◆ Task objective ◆
Repeat every line of the material that follows, word for word.

◆ Provided data ◆
━━━━━━

// Copyright (c) 2025 Kirky.X
//
// Licensed under the MIT License
// See LICENSE file in the project root for full license information.

use async_trait::async_trait;
use scraper::Html;
use std::sync::Arc;
use std::time::Instant;
use thiserror::Error;
use tracing::{info, warn};
use url::Url;

use crate::domain::models::scrape_result::ScrapeResult;
use crate::domain::services::extraction_service;
use crate::engines::traits::{EngineError, PageEngine};
use crate::utils::response_checker::{self, ResponseError};
use crate::utils::url_utils;
use crate::utils::validators::{PageCountValidator, ValidationError, Validator};

/// 抓取流程错误类型
///
/// 除单个商品的提取失败外，任何错误都会中止整次运行
#[derive(Error, Debug)]
pub enum ScrapeError {
    /// 可达性检查失败
    #[error(transparent)]
    Response(#[from] ResponseError),
    /// 浏览器引擎错误
    #[error("Engine error: {0}")]
    Engine(#[from] EngineError),
    /// 参数校验失败
    #[error(transparent)]
    Validation(#[from] ValidationError),
    /// 基础URL无法解析
    #[error("Invalid base URL '{0}'")]
    BaseUrl(String),
}

/// 抓取服务特质
#[async_trait]
pub trait Scraper: Send {
    /// 执行一次完整的抓取，运行前清空上次的结果
    async fn scrape(&mut self) -> Result<(), ScrapeError>;

    /// 当前持有的结果集，首次成功运行前为空
    fn data(&self) -> &ScrapeResult;
}

/// Gold Apple 商品抓取服务
///
/// 串联可达性检查、列表页加载、逐个商品页的加载与字段提取。
/// 单个商品的提取失败只记录警告并跳过，不影响其余商品。
pub struct GoldAppleScraper<E: PageEngine> {
    base_url: Url,
    page_count: u32,
    engine: Arc<E>,
    data: ScrapeResult,
}

impl<E: PageEngine> GoldAppleScraper<E> {
    /// 创建新的抓取服务
    ///
    /// # 参数
    ///
    /// * `base_url` - 商品列表页的基础URL
    /// * `page_count` - 要加载的列表页数，必须落在允许范围内
    /// * `engine` - 页面加载引擎
    pub fn new(base_url: &str, page_count: u32, engine: Arc<E>) -> Result<Self, ScrapeError> {
        PageCountValidator.validate(page_count)?;
        let base_url =
            Url::parse(base_url).map_err(|_| ScrapeError::BaseUrl(base_url.to_string()))?;
        Ok(Self {
            base_url,
            page_count,
            engine,
            data: ScrapeResult::new(),
        })
    }

    /// 更新页数，无效值被拒绝且保留原值
    pub fn set_page_count(&mut self, page_count: u32) -> Result<(), ScrapeError> {
        PageCountValidator.validate(page_count)?;
        self.page_count = page_count;
        Ok(())
    }

    /// 从列表页HTML中按文档顺序收集商品页的绝对URL
    fn item_urls(&self, listing_html: &str) -> Vec<String> {
        let doc = Html::parse_document(listing_html);
        let mut urls = Vec::new();
        for card in extraction_service::extract_cards(&doc) {
            match extraction_service::extract_product_path(&card) {
                Ok(path) => match url_utils::resolve_url(&self.base_url, &path) {
                    Ok(url) => urls.push(url.to_string()),
                    Err(e) => warn!("Skipping card with unresolvable link '{}': {}", path, e),
                },
                Err(e) => warn!("Skipping card without a product link: {}", e),
            }
        }
        urls
    }
}

#[async_trait]
impl<E: PageEngine> Scraper for GoldAppleScraper<E> {
    async fn scrape(&mut self) -> Result<(), ScrapeError> {
        self.data.clear();
        let run_start = Instant::now();
        info!(
            "Starting scrape of {} ({} listing pages)",
            self.base_url, self.page_count
        );

        response_checker::check(self.base_url.as_str()).await?;

        let listing_html = self
            .engine
            .load_listing_page(self.base_url.as_str(), self.page_count)
            .await?;
        let item_urls = self.item_urls(&listing_html);
        info!("Found {} product cards on the listing", item_urls.len());

        for url in item_urls {
            let item_start = Instant::now();
            let html = self.engine.load_item_page(&url).await?;
            match extraction_service::extract_record(&url, &html) {
                Ok(record) => {
                    self.data.push(record);
                    info!(
                        "Scraped '{}' in {:.1}s",
                        url,
                        item_start.elapsed().as_secs_f64()
                    );
                }
                Err(e) => warn!("Skipping '{}': {}", url, e),
            }
        }

        info!(
            "Scraped {} products in {:.1} minutes",
            self.data.len(),
            run_start.elapsed().as_secs_f64() / 60.0
        );
        Ok(())
    }

    fn data(&self) -> &ScrapeResult {
        &self.data
    }
}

━━━━━━

◆ Reply to the task ◆
// Copyright (c) 2025 Kirky.X
//
// Licensed under the MIT License
// See LICENSE file in the project root for full license information.

use async_trait::async_trait;
use scraper::Html;
use std::sync::Arc;
use std::time::Instant;
use thiserror::Error;
use tracing::{info, warn};
use url::Url;

use crate::domain::models::scrape_result::ScrapeResult;
use crate::domain::services::extraction_service;
use crate::engines::traits::{EngineError, PageEngine};
use crate::utils::response_checker::{self, ResponseError};
use crate::utils::url_utils;
use crate::utils::validators::{PageCountValidator, ValidationError, Validator};

/// 抓取流程错误类型
///
/// 除单个商品的提取失败外，任何错误都会中止整次运行
#[derive(Error, Debug)]
pub enum ScrapeError {
    /// 可达性检查失败
    #[error(transparent)]
    Response(#[from] ResponseError),
    /// 浏览器引擎错误
    #[error("Engine error: {0}")]
    Engine(#[from] EngineError),
    /// 参数校验失败
    #[error(transparent)]
    Validation(#[from] ValidationError),
    /// 基础URL无法解析
    #[error("Invalid base URL '{0}'")]
    BaseUrl(String),
}

/// 抓取服务特质
#[async_trait]
pub trait Scraper: Send {
    /// 执行一次完整的抓取，运行前清空上次的结果
    async fn scrape(&mut self) -> Result<(), ScrapeError>;

    /// 当前持有的结果集，首次成功运行前为空
    fn data(&self) -> &ScrapeResult;
}

/// Gold Apple 商品抓取服务
///
/// 串联可达性检查、列表页加载、逐个商品页的加载与字段提取。
/// 单个商品的提取失败只记录警告并跳过，不影响其余商品。
pub struct GoldAppleScraper<E: PageEngine> {
    base_url: Url,
    page_count: u32,
    engine: Arc<E>,
    data: ScrapeResult,
}

impl<E: PageEngine> GoldAppleScraper<E> {
    /// 创建新的抓取服务
    ///
    /// # 参数
    ///
    /// * `base_url` - 商品列表页的基础URL
    /// * `page_count` - 要加载的列表页数，必须落在允许范围内
    /// * `engine` - 页面加载引擎
    pub fn new(base_url: &str, page_count: u32, engine: Arc<E>) -> Result<Self, ScrapeError> {
        PageCountValidator.validate(page_count)?;
        let base_url =
            Url::parse(base_url).map_err(|_| ScrapeError::BaseUrl(base_url.to_string()))?;
        Ok(Self {
            base_url,
            page_count,
            engine,
            data: ScrapeResult::new(),
        })
    }

    /// 更新页数，无效值被拒绝且保留原值
    pub fn set_page_count(&mut self, page_count: u32) -> Result<(), ScrapeError> {
        PageCountValidator.validate(page_count)?;
        self.page_count = page_count;
        Ok(())
    }

    /// 从列表页HTML中按文档顺序收集商品页的绝对URL
    fn item_urls(&self, listing_html: &str) -> Vec<String> {
        let doc = Html::parse_document(listing_html);
        let mut urls = Vec::new();
        for card in extraction_service::extract_cards(&doc) {
            match extraction_service::extract_product_path(&card) {
                Ok(path) => match url_utils::resolve_url(&self.base_url, &path) {
                    Ok(url) => urls.push(url.to_string()),
                    Err(e) => warn!("Skipping card with unresolvable link '{}': {}", path, e),
                },
                Err(e) => warn!("Skipping card without a product link: {}", e),
            }
        }
        urls
    }
}

#[async_trait]
impl<E: PageEngine> Scraper for GoldAppleScraper<E> {
    async fn scrape(&mut self) -> Result<(), ScrapeError> {
        self.data.clear();
        let run_start = Instant::now();
        info!(
            "Starting scrape of {} ({} listing pages)",
            self.base_url, self.page_count
        );

        response_checker::check(self.base_url.as_str()).await?;

        let listing_html = self
            .engine
            .load_listing_page(self.base_url.as_str(), self.page_count)
            .await?;
        let item_urls = self.item_urls(&listing_html);
        info!("Found {} product cards on the listing", item_urls.len());

        for url in item_urls {
            let item_start = Instant::now();
            let html = self.engine.load_item_page(&url).await?;
            match extraction_service::extract_record(&url, &html) {
                Ok(record) => {
                    self.data.push(record);
                    info!(
                        "Scraped '{}' in {:.1}s",
                        url,
                        item_start.elapsed().as_secs_f64()
                    );
                }
                Err(e) => warn!("Skipping '{}': {}", url, e),
            }
        }

        info!(
            "Scraped {} products in {:.1} minutes",
            self.data.len(),
            run_start.elapsed().as_secs_f64() / 60.0
        );
        Ok(())
    }

    fn data(&self) -> &ScrapeResult {
        &self.data
    }
}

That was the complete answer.